Most of our southern magnolias are seedling trees. There are nowadays a number of newer and better varieties which offer tighter growth habit, darker green leaves and more reliable bloom earlier in the tree’s life.
The latter factor is important. Named varieties will produce bloom very early, sometimes in the first year from a three-gallon specimen, while seedling trees sometimes take many years to push forth even one flower.
Popular in recent years has been Little Gem. A somewhat dwarf version of the species, it will grow to perhaps 20 feet instead of the 50 feet or more of seedlings. It also produces bloom very quickly. Flowers are about half the size of those of larger named varieties and seedling trees.
A major problem with Little Gem is its gawky growth habit, loose and lopsided unless pruned in a nursery for a number of years. Those treated thusly are, understandably, more expensive due to increased growing time and labor costs.
A more suitable variety of similar size is Teddy Bear. It is tighter in habit and more thickly branched.

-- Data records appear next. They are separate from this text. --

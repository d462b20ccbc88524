//! Generic parameters functions

// ---------------------------------------------------------------------------
// IMPORTS
// ---------------------------------------------------------------------------

use serde::de::DeserializeOwned;
use std::fs::read_to_string;
use std::path::Path;
use thiserror::Error;
use toml;

// ---------------------------------------------------------------------------
// ENUMERATIONS
// ---------------------------------------------------------------------------

/// An error that occurs during loading of a parameter file.
#[derive(Debug, Error)]
pub enum LoadError {
    #[error("The software root environment variable (KIWI_SW_ROOT) is not set")]
    SwRootNotSet,

    #[error("Cannot load the parmeter file: {0}")]
    FileLoadError(std::io::Error),

    #[error("Cannot read the parameter file: {0}")]
    DeserialiseError(toml::de::Error)
}

// ---------------------------------------------------------------------------
// PUBLIC FUNCTIONS
// ---------------------------------------------------------------------------

/// Load a parameter file
///
/// The file path is relative to the "$KIWI_SW_ROOT/params" directory
pub fn load<P>(param_file_path: &str) -> Result<P, LoadError> 
where
    P: DeserializeOwned
{
    // Get the params dir
    let mut path = crate::host::get_kiwi_sw_root()
        .map_err(|_| LoadError::SwRootNotSet)?;
    path.push("params");
    path.push(param_file_path);

    load_path(path)
}

/// Load a parameter file from an explicit path.
pub fn load_path<P, F>(path: F) -> Result<P, LoadError>
where
    P: DeserializeOwned,
    F: AsRef<Path>
{
    // Load the file into a string
    let params_str = read_to_string(path)
        .map_err(LoadError::FileLoadError)?;

    from_str(params_str.as_str())
}

/// Parse parameters from a TOML string.
pub fn from_str<P>(params_str: &str) -> Result<P, LoadError>
where
    P: DeserializeOwned
{
    toml::from_str(params_str).map_err(LoadError::DeserialiseError)
}

#[cfg(test)]
mod test {
    use super::*;
    use serde::Deserialize;

    #[derive(Debug, Deserialize, PartialEq)]
    struct TestParams {
        rate_hz: f64,
        retries: u32
    }

    #[test]
    fn test_from_str() {
        let p: TestParams = from_str("rate_hz = 20.0\nretries = 100\n").unwrap();
        assert_eq!(p, TestParams { rate_hz: 20.0, retries: 100 });

        let missing: Result<TestParams, _> = from_str("rate_hz = 20.0\n");
        assert!(matches!(missing, Err(LoadError::DeserialiseError(_))));
    }
}
//! # Kiwi Executable Library
//!
//! Modules used by `kiwi_exec` to drive the kiwi robot up to a fiducial marker.

// ---------------------------------------------------------------------------
// MODULES
// ---------------------------------------------------------------------------

/// Actuator port and the motor board driver
pub mod actuator;

/// Behaviour manager - the Init/Scan/Moving/Exit state machine
pub mod behav_mgr;

/// Drive control - kiwi drive kinematics and power shaping
pub mod drive_ctrl;

/// Executable parameters
pub mod params;

/// Simulated world, motor bus and camera
pub mod sim;

/// Vision feed - background capture of marker detections
pub mod vision;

In mid-size named varieties comes D.D. Blanchard, recommended by more authorities than any other. It has darker green foliage, very glossy, with a pleasing dark brown indumentum, or fuzz, on the under side of each leaf.
A grove of Blanchards has recently been planted on the east side of Holy Cross Catholic Church. Blanchard is also one of the most cold-hardy varieties, and some of them have been planted as far north as middle Illinois.
Editor’s note: Jimmy Williams is production superintendent at The Paris Post-Intelligencer, where he also writes this column.